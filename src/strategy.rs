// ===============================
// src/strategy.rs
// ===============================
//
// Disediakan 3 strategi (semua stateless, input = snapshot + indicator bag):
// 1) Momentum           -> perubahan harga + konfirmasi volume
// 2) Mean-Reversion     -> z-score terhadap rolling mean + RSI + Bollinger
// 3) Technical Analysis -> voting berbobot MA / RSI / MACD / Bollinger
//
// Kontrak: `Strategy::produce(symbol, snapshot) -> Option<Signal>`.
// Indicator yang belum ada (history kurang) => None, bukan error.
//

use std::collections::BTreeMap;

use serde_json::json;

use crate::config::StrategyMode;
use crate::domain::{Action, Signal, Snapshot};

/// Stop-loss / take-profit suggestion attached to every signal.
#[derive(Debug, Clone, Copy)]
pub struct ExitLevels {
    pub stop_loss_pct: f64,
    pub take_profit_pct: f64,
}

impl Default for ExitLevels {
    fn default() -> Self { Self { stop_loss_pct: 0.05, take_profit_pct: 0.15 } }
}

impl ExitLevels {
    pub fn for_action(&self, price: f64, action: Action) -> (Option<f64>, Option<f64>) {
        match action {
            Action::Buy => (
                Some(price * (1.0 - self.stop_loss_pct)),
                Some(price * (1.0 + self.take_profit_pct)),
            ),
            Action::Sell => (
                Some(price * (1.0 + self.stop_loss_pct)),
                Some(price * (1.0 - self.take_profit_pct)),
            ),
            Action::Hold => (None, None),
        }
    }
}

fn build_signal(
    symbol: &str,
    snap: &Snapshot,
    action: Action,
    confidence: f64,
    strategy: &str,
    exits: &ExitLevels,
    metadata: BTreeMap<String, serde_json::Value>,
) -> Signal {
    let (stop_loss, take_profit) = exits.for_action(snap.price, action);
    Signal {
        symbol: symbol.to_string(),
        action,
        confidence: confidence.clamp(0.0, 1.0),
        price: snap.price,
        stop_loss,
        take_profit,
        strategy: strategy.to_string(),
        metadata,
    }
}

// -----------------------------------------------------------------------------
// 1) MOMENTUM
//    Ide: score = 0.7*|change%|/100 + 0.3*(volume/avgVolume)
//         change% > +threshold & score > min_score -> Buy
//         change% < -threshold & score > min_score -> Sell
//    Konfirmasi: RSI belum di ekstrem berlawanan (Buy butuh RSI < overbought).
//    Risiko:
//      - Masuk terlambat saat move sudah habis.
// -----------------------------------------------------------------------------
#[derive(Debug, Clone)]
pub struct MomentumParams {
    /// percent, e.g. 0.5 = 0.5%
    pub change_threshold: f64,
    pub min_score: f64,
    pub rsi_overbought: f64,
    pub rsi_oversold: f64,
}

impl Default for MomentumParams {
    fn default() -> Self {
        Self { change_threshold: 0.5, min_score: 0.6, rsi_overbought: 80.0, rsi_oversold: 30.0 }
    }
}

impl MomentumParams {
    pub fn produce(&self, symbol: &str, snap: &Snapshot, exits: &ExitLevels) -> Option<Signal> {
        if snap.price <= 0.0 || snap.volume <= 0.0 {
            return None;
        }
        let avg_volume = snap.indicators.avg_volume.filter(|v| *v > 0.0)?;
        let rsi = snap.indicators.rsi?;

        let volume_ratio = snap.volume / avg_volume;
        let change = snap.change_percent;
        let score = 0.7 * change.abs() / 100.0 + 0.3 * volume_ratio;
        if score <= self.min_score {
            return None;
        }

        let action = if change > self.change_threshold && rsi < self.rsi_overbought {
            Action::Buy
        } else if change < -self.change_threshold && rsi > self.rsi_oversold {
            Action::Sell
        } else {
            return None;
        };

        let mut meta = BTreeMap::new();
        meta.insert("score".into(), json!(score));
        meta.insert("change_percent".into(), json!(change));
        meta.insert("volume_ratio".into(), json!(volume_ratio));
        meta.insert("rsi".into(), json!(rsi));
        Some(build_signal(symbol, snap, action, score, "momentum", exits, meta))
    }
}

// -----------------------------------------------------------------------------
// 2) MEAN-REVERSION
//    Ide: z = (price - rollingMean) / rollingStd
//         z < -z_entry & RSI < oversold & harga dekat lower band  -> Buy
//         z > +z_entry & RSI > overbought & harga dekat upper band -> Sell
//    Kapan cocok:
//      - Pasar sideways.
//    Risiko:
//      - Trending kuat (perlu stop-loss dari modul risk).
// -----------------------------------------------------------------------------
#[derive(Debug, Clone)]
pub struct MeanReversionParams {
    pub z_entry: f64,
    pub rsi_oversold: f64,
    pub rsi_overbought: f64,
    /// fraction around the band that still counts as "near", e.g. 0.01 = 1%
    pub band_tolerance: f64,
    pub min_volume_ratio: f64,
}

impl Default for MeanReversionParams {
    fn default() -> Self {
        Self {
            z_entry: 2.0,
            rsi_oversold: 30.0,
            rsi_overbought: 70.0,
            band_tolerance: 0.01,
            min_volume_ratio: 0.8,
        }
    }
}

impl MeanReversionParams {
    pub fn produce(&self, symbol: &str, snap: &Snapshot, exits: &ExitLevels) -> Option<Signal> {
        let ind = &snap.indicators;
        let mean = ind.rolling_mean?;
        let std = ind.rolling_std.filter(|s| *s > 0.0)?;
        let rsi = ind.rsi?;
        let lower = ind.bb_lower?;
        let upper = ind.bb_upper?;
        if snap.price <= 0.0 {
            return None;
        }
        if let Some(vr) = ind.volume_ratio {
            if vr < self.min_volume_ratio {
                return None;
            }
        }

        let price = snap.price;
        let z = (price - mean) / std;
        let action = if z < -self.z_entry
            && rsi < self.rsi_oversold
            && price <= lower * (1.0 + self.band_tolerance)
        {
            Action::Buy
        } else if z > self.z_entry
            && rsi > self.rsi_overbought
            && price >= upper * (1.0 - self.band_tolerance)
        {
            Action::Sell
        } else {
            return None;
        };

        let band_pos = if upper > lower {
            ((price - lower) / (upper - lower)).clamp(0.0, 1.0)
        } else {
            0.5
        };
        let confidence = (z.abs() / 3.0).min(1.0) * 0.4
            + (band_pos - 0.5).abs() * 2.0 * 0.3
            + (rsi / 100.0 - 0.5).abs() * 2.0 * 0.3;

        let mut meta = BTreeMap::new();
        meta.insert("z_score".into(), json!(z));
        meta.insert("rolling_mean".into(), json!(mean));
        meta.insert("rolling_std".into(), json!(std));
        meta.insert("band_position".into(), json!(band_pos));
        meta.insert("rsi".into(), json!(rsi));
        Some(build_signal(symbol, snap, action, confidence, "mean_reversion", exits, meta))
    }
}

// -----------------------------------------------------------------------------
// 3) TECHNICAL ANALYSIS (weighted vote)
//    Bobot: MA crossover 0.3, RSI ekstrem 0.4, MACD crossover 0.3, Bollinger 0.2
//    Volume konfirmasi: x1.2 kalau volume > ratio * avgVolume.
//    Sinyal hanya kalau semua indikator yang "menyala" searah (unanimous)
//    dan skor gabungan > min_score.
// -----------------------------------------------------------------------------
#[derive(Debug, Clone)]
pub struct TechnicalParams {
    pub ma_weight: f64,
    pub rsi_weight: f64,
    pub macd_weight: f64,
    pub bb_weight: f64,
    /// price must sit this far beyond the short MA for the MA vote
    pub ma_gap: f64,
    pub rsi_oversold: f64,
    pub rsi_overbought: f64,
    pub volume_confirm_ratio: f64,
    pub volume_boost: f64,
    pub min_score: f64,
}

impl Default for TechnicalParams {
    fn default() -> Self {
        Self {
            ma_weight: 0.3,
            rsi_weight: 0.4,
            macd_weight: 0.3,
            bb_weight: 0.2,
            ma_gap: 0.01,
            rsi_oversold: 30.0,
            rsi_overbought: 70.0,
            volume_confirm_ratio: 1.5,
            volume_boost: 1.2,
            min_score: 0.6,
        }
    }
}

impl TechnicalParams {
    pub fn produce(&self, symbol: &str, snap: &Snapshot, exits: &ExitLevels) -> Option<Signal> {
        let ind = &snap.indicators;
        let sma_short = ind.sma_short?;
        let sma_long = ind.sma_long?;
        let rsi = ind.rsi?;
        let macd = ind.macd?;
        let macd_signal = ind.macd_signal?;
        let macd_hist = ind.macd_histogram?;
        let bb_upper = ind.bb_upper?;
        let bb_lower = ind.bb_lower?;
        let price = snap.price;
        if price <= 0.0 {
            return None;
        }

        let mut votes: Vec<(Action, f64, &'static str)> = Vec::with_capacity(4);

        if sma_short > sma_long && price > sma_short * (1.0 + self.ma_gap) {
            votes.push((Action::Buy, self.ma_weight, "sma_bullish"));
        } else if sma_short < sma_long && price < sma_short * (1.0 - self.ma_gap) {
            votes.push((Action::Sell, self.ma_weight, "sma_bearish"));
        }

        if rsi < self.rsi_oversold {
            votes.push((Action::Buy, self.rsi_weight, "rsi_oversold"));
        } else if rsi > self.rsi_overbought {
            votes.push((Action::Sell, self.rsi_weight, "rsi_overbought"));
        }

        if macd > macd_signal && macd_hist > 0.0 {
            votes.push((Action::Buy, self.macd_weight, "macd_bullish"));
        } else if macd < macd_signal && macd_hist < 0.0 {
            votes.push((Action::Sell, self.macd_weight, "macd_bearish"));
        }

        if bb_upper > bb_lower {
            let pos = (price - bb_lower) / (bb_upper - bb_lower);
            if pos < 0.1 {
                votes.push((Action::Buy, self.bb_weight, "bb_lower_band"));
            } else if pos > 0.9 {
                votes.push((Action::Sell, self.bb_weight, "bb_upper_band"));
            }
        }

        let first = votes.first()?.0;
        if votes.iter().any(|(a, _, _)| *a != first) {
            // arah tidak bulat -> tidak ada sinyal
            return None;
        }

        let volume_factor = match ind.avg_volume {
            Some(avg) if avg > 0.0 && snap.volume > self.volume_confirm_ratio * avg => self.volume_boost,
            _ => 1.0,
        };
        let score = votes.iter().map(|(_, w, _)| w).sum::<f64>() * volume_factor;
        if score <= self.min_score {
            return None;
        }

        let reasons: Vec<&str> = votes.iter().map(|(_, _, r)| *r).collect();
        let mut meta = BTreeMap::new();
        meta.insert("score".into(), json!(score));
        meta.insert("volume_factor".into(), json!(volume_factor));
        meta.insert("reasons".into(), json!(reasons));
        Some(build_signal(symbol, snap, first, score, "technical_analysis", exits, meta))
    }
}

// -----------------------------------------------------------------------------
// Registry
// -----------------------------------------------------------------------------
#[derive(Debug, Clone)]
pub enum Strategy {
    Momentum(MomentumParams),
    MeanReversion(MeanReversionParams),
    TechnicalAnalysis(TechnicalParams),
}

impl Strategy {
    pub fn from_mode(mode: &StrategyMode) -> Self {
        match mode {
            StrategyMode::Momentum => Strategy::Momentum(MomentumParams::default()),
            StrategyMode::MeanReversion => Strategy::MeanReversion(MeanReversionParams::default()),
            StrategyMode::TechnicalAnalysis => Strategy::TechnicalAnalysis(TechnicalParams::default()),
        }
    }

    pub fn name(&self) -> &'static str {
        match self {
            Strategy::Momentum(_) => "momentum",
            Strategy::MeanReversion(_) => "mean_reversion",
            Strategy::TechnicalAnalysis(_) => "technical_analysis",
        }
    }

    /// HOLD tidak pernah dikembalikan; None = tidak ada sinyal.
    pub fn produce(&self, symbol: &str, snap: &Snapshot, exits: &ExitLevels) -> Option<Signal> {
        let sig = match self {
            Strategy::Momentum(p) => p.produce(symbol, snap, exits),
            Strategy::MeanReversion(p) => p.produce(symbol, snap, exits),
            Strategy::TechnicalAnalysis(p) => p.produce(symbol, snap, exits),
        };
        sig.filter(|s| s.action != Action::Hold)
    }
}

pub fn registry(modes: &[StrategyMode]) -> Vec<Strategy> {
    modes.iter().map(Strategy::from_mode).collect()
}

·····

*ACTIVITY*
Check each line in the records above for the word "first". Return those that have it.

*EXERCISE RESULT*
        let first = votes.first()?.0;
        if votes.iter().any(|(a, _, _)| *a != first) {
        Some(build_signal(symbol, snap, first, score, "technical_analysis", exits, meta))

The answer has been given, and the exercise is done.